原査定において、本願の拒絶の理由に引用した登録第1157924号商標(以下「引用商標」という。)は、「VISITE」の欧文字を横書きしてなり、昭和47年8月8日登録出願、願書記載の商品を指定商品として同50年10月1日に設定登録されたものである。

3 当審の判断

本願商標は、別掲に表示したとおりの構成よりなるところ、その構成全体は多少デザイン化されているものの、「B−SITE」の文字よりなるものと容易に理解できるものであるから、これよりは「ビーサイト」の称呼を生じ、特定の意味合いを有しない造語と見るのが相当である。

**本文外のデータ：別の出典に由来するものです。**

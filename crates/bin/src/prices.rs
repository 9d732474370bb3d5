//! Concurrent latest-price refresh.

use fremantle_data::{DataError, PriceObservation};
use futures::stream::{self, StreamExt};
use indicatif::{ProgressBar, ProgressStyle};
use std::future::Future;
use tracing::warn;

/// Prices fetched in one refresh, plus the tickers that failed.
#[derive(Debug, Default)]
pub(crate) struct RefreshOutcome {
    pub(crate) prices: Vec<PriceObservation>,
    pub(crate) failed: Vec<(String, DataError)>,
}

pub(crate) fn progress_bar(len: usize) -> Result<ProgressBar, indicatif::style::TemplateError> {
    let pb = ProgressBar::new(len as u64);
    pb.set_style(
        ProgressStyle::default_bar()
            .template("{spinner:.green} [{bar:40.cyan/blue}] {pos}/{len} {msg}")?
            .progress_chars("█▓░"),
    );
    Ok(pb)
}

/// Fetch a price for every ticker with at most `concurrency` requests in
/// flight. Failures are logged and collected; they never stop the refresh.
pub(crate) async fn fetch_all<F, Fut>(
    tickers: Vec<String>,
    concurrency: usize,
    progress: &ProgressBar,
    fetch: F,
) -> RefreshOutcome
where
    F: Fn(String) -> Fut,
    Fut: Future<Output = fremantle_data::Result<PriceObservation>>,
{
    progress.set_message(format!(
        "Fetching {} prices ({} concurrent)...",
        tickers.len(),
        concurrency
    ));

    let results: Vec<(String, fremantle_data::Result<PriceObservation>)> = stream::iter(tickers)
        .map(|ticker| {
            let request = fetch(ticker.clone());
            async move { (ticker, request.await) }
        })
        .buffer_unordered(concurrency.max(1))
        .inspect(|(ticker, result)| {
            if let Err(e) = result {
                progress.suspend(|| warn!(%ticker, error = %e, "price fetch failed"));
            }
            progress.inc(1);
        })
        .collect()
        .await;

    let mut outcome = RefreshOutcome::default();
    for (ticker, result) in results {
        match result {
            Ok(price) => outcome.prices.push(price),
            Err(e) => outcome.failed.push((ticker, e)),
        }
    }
    outcome.prices.sort_by(|a, b| a.ticker.cmp(&b.ticker));
    outcome.failed.sort_by(|a, b| a.0.cmp(&b.0));
    outcome
}
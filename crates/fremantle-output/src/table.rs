//! Wide-table views of computed rows.

use crate::export::ExportError;
use fremantle_metrics::TickerMetricRow;
use polars::prelude::*;
use serde::Serialize;

/// Build a DataFrame with one row per ticker and one nullable `f64` column
/// per metric.
///
/// Columns: `ticker`, `company_name`, `property_type`, `country_region`,
/// `latest_price`, then the metrics in the first row's order.
pub fn to_dataframe(rows: &[TickerMetricRow]) -> Result<DataFrame, ExportError> {
    let tickers: Vec<&str> = rows.iter().map(|r| r.profile.ticker.as_str()).collect();
    let names: Vec<Option<&str>> = rows
        .iter()
        .map(|r| r.profile.company_name.as_deref())
        .collect();
    let property_types: Vec<Option<&str>> = rows
        .iter()
        .map(|r| r.profile.property_type.as_deref())
        .collect();
    let countries: Vec<Option<&str>> = rows
        .iter()
        .map(|r| r.profile.country_region.as_deref())
        .collect();
    let prices: Vec<Option<f64>> = rows.iter().map(|r| r.latest_price).collect();

    let mut columns: Vec<Column> = vec![
        Series::new("ticker".into(), tickers).into(),
        Series::new("company_name".into(), names).into(),
        Series::new("property_type".into(), property_types).into(),
        Series::new("country_region".into(), countries).into(),
        Series::new("latest_price".into(), prices).into(),
    ];

    if let Some(first) = rows.first() {
        for metric in &first.metrics {
            let values: Vec<Option<f64>> = rows.iter().map(|r| r.metric(&metric.name)).collect();
            columns.push(Series::new(metric.name.as_str().into(), values).into());
        }
    }

    Ok(DataFrame::new(columns)?)
}

/// Coverage and range of one metric column.
#[derive(Debug, Clone, PartialEq, Serialize)]
pub struct MetricSummary {
    /// Metric name
    pub name: String,
    /// Rows with a value
    pub available: usize,
    /// Rows in the table
    pub total: usize,
    /// Smallest value
    pub min: Option<f64>,
    /// Largest value
    pub max: Option<f64>,
    /// Mean value
    pub mean: Option<f64>,
    /// Median value
    pub median: Option<f64>,
}

impl MetricSummary {
    /// Share of rows with a value, in `[0, 1]`.
    pub fn coverage(&self) -> f64 {
        if self.total == 0 {
            0.0
        } else {
            self.available as f64 / self.total as f64
        }
    }
}

/// Summarize every metric column of `rows`.
pub fn summarize(rows: &[TickerMetricRow]) -> Result<Vec<MetricSummary>, ExportError> {
    let df = to_dataframe(rows)?;
    let Some(first) = rows.first() else {
        return Ok(Vec::new());
    };

    first
        .metrics
        .iter()
        .map(|metric| -> Result<MetricSummary, ExportError> {
            let series = df.column(&metric.name)?.as_materialized_series();
            Ok(MetricSummary {
                name: metric.name.clone(),
                available: series.len() - series.null_count(),
                total: series.len(),
                min: series.min::<f64>()?,
                max: series.max::<f64>()?,
                mean: series.mean(),
                median: series.median(),
            })
        })
        .collect()
}
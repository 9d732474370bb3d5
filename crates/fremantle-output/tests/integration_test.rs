//! Integration tests for fremantle-output.

use fremantle_data::ReitProfile;
use fremantle_metrics::{MetricEngine, MetricRegistry, TickerMetricRow};
use fremantle_output::{ExportFormat, Exporter, ScreenResponse, render_table, summarize, to_dataframe};
use std::collections::HashMap;

struct NoData;

impl fremantle_data::FundamentalsSource for NoData {
    fn fetch_line_items(
        &self,
        _: &[String],
        _: &[String],
    ) -> fremantle_data::Result<Vec<fremantle_data::LineItemObservation>> {
        Ok(Vec::new())
    }

    fn fetch_latest_prices(&self, tickers: &[String]) -> fremantle_data::Result<HashMap<String, f64>> {
        Ok(tickers.iter().map(|t| (t.clone(), 42.0)).collect())
    }
}

fn rows(registry: &MetricRegistry) -> Vec<TickerMetricRow> {
    let engine = MetricEngine::new(registry.clone());
    let candidates = vec![
        ReitProfile::new("AAA").with_name("Alpha"),
        ReitProfile::new("BBB"),
    ];
    engine.compute(&NoData, &candidates).unwrap()
}

#[test]
fn test_all_null_rows_keep_every_column() {
    let registry = MetricRegistry::standard().unwrap();
    let rows = rows(&registry);

    let json: serde_json::Value =
        serde_json::from_str(&rows.export_to_string(ExportFormat::Json).unwrap()).unwrap();
    let first = json[0].as_object().unwrap();
    for name in registry.names() {
        assert!(first.get(name).unwrap().is_null(), "{name} should be null");
    }
    assert_eq!(first["latest_price"], 42.0);

    let csv = rows.export_to_string(ExportFormat::Csv).unwrap();
    let header = csv.lines().next().unwrap();
    assert_eq!(header.split(',').count(), 7 + registry.len());
}

#[test]
fn test_dataframe_and_summary_match_registry() {
    let registry = MetricRegistry::standard().unwrap();
    let rows = rows(&registry);

    let df = to_dataframe(&rows).unwrap();
    assert_eq!(df.height(), 2);
    assert_eq!(df.width(), 5 + registry.len());

    let summary = summarize(&rows).unwrap();
    assert_eq!(summary.len(), registry.len());
    assert!(summary.iter().all(|s| s.available == 0));
}

#[test]
fn test_response_and_text_table() {
    let registry = MetricRegistry::standard().unwrap();
    let response = ScreenResponse::new("No descriptive filters applied".into(), rows(&registry));

    let pretty = response.export_to_string(ExportFormat::PrettyJson).unwrap();
    assert!(pretty.contains("\"explanation\": \"No descriptive filters applied\""));

    let table = render_table(&registry, &response.reits);
    assert_eq!(table.lines().count(), 4);
    assert!(table.contains("42.00"));
}
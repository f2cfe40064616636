//! Form controller sitting in front of the calculator.
//!
//! Raw text from the user is checked in a fixed order (settings present,
//! required fields filled, text numeric, magnitudes in range) and only a fully
//! valid request reaches [`compute_dose`].

use crate::{compute_dose, DoseInputs, DoseResult, Field, RatioSettings, ValidationError};

/// Raw dose request as typed by the user
#[derive(Clone, Debug, Default)]
pub struct DoseForm {
    pub current_bg: String,
    pub target_bg: String,
    /// Blank means no carbs
    pub carbs: String,
}

impl DoseForm {
    pub fn new(
        current_bg: impl Into<String>,
        target_bg: impl Into<String>,
        carbs: impl Into<String>,
    ) -> Self {
        Self {
            current_bg: current_bg.into(),
            target_bg: target_bg.into(),
            carbs: carbs.into(),
        }
    }

    /// Merge the form with stored ratios and validate the result.
    pub fn validate(&self, settings: &RatioSettings) -> Result<DoseInputs, ValidationError> {
        if !settings.is_configured() {
            tracing::debug!("Ratios not configured, refusing to calculate");
            return Err(ValidationError::UnconfiguredRatios);
        }

        for (field, text) in [
            (Field::CurrentBg, &self.current_bg),
            (Field::TargetBg, &self.target_bg),
        ] {
            if text.trim().is_empty() {
                tracing::debug!("{} left blank", field);
                return Err(ValidationError::MissingField(field));
            }
        }

        let current_bg = parse_field(Field::CurrentBg, &self.current_bg)?;
        let target_bg = parse_field(Field::TargetBg, &self.target_bg)?;
        let carbs = if self.carbs.trim().is_empty() {
            0.0
        } else {
            parse_field(Field::Carbs, &self.carbs)?
        };
        let (icr, isf) = settings.ratios()?;

        DoseInputs::new(current_bg, target_bg, carbs, icr, isf)
    }

    /// Validate and calculate. Either every component is produced or none is.
    ///
    /// Inputs so large that a component overflows are refused as invalid.
    pub fn calculate(&self, settings: &RatioSettings) -> Result<DoseResult, ValidationError> {
        let inputs = self.validate(settings)?;
        let result = compute_dose(&inputs);

        let finite = [result.meal_dose, result.correction_dose, result.total_dose]
            .iter()
            .all(|dose| dose.is_finite());
        if !finite {
            tracing::debug!("Dose overflowed for {:?}", inputs);
            return Err(ValidationError::InvalidMagnitude);
        }

        Ok(result)
    }
}

/// True for empty text or an unsigned decimal: digits, at most one dot, digits.
pub fn is_numeric_text(text: &str) -> bool {
    let mut seen_dot = false;
    text.chars().all(|c| match c {
        '0'..='9' => true,
        '.' if !seen_dot => {
            seen_dot = true;
            true
        }
        _ => false,
    })
}

/// Parse one field's text into a finite number.
pub(crate) fn parse_field(field: Field, text: &str) -> Result<f64, ValidationError> {
    let trimmed = text.trim();
    let malformed = || ValidationError::Malformed(field, trimmed.to_string());

    if !is_numeric_text(trimmed) {
        tracing::debug!("{} is not numeric text: {:?}", field, trimmed);
        return Err(malformed());
    }

    match trimmed.parse::<f64>() {
        Ok(value) if value.is_finite() => Ok(value),
        _ => Err(malformed()),
    }
}
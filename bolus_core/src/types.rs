//! Core domain types for the Bolus calculator.
//!
//! This module defines the values that flow through a single calculation:
//! - Dose inputs (glucose readings, carbs, and the two ratios)
//! - Dose breakdown (meal, correction, total)
//!
//! Glucose values are mg/dL throughout. Doses are insulin units.

use crate::{Field, ValidationError};
use serde::{Deserialize, Serialize};

// ============================================================================
// Inputs
// ============================================================================

/// A validated parameter set for one dose calculation.
///
/// Fields are private so the only way to obtain a value is through
/// [`DoseInputs::new`], which guarantees strictly positive glucose values and
/// ratios and non-negative carbs.
#[derive(Clone, Copy, Debug, PartialEq, Serialize)]
pub struct DoseInputs {
    current_bg: f64,
    target_bg: f64,
    carbs: f64,
    icr: f64,
    isf: f64,
}

impl DoseInputs {
    /// Build inputs, rejecting anything the calculator cannot divide by or
    /// would misinterpret.
    ///
    /// Non-finite values are rejected alongside out-of-range ones.
    pub fn new(
        current_bg: f64,
        target_bg: f64,
        carbs: f64,
        icr: f64,
        isf: f64,
    ) -> Result<Self, ValidationError> {
        let positive = [
            (Field::CurrentBg, current_bg),
            (Field::TargetBg, target_bg),
            (Field::Icr, icr),
            (Field::Isf, isf),
        ];

        for (field, value) in positive {
            if !(value.is_finite() && value > 0.0) {
                tracing::debug!("Rejecting {} = {}: must be > 0", field, value);
                return Err(ValidationError::InvalidMagnitude);
            }
        }

        if !(carbs.is_finite() && carbs >= 0.0) {
            tracing::debug!("Rejecting carbs = {}: must be >= 0", carbs);
            return Err(ValidationError::InvalidMagnitude);
        }

        Ok(Self {
            current_bg,
            target_bg,
            carbs,
            icr,
            isf,
        })
    }

    /// Measured blood glucose (mg/dL)
    pub fn current_bg(&self) -> f64 {
        self.current_bg
    }

    /// Desired blood glucose (mg/dL)
    pub fn target_bg(&self) -> f64 {
        self.target_bg
    }

    /// Carbohydrate to be consumed (grams)
    pub fn carbs(&self) -> f64 {
        self.carbs
    }

    /// Grams of carbohydrate covered by one unit
    pub fn icr(&self) -> f64 {
        self.icr
    }

    /// mg/dL drop per unit
    pub fn isf(&self) -> f64 {
        self.isf
    }
}

// ============================================================================
// Result
// ============================================================================

/// Dose breakdown produced by one calculation
#[derive(Clone, Copy, Debug, PartialEq, Serialize, Deserialize)]
pub struct DoseResult {
    /// Units to cover the meal, never negative
    pub meal_dose: f64,
    /// Units to move glucose to target; negative when already below target
    pub correction_dose: f64,
    /// Units to take, never negative
    pub total_dose: f64,
}

impl DoseResult {
    /// True when the correction asks for less insulin, i.e. glucose is under target
    pub fn below_target(&self) -> bool {
        self.correction_dose < 0.0
    }
}

#[cfg(test)]
mod tests {
    use super::*;

    #[test]
    fn test_valid_inputs_accepted() {
        let inputs = DoseInputs::new(180.0, 100.0, 60.0, 10.0, 40.0).unwrap();
        assert_eq!(inputs.current_bg(), 180.0);
        assert_eq!(inputs.target_bg(), 100.0);
        assert_eq!(inputs.carbs(), 60.0);
        assert_eq!(inputs.icr(), 10.0);
        assert_eq!(inputs.isf(), 40.0);
    }

    #[test]
    fn test_zero_carbs_accepted() {
        assert!(DoseInputs::new(90.0, 120.0, 0.0, 10.0, 40.0).is_ok());
    }

    #[test]
    fn test_zero_denominators_rejected() {
        assert_eq!(
            DoseInputs::new(180.0, 100.0, 60.0, 0.0, 40.0),
            Err(ValidationError::InvalidMagnitude)
        );
        assert_eq!(
            DoseInputs::new(180.0, 100.0, 60.0, 10.0, 0.0),
            Err(ValidationError::InvalidMagnitude)
        );
    }

    #[test]
    fn test_non_positive_glucose_rejected() {
        assert!(DoseInputs::new(0.0, 100.0, 60.0, 10.0, 40.0).is_err());
        assert!(DoseInputs::new(180.0, -5.0, 60.0, 10.0, 40.0).is_err());
    }

    #[test]
    fn test_negative_carbs_rejected() {
        assert_eq!(
            DoseInputs::new(180.0, 100.0, -1.0, 10.0, 40.0),
            Err(ValidationError::InvalidMagnitude)
        );
    }

    #[test]
    fn test_non_finite_rejected() {
        assert!(DoseInputs::new(f64::NAN, 100.0, 60.0, 10.0, 40.0).is_err());
        assert!(DoseInputs::new(180.0, 100.0, f64::INFINITY, 10.0, 40.0).is_err());
        assert!(DoseInputs::new(180.0, 100.0, 60.0, 10.0, f64::INFINITY).is_err());
    }

    #[test]
    fn test_below_target() {
        let result = DoseResult {
            meal_dose: 0.0,
            correction_dose: -0.75,
            total_dose: 0.0,
        };
        assert!(result.below_target());
    }
}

他方、引用商標は、前記のとおり「VISITE」の文字よりなるところ、語頭の5文字「VISIT」が、「訪問する」等の意味合いを有する、我が国においてもよく知られた平易な英語であり、該文字が「ビジット」と発音されることから、たとえ語尾に「E」の文字が付加されているとしても、無理なく「ビジット」の称呼が生じ、特定の観念を有しない造語よりなるものとみるのが相当である。

そうとすると、本願商標より生ずる「ビーサイト」と引用商標より生ずる「ビジット」の称呼とは、語頭の「ビ」及び語尾の「ト」を共通にするものの、他の音を異にするものであるから、両者は相違する各音の音質の差、音構成の差等により十分に聴別できるものと認められる。また、両者は、いずれも造語と認められるから観念においては類似すべくもないものであり、外観においては相紛れるものではないこと明らかである。

してみれば、本願商標と引用商標とは外観、称呼及び観念のいずれの点よりみても、類似しない別異の商標といわざるを得ない。

したがって、本願商標が商標法第4条第1項第11号に該当するとして本願を拒絶した原査定は、取消しを免れない。

その他、政令で定める期間内に本願について拒絶の理由を発見しない。

よって、結論のとおり審決する。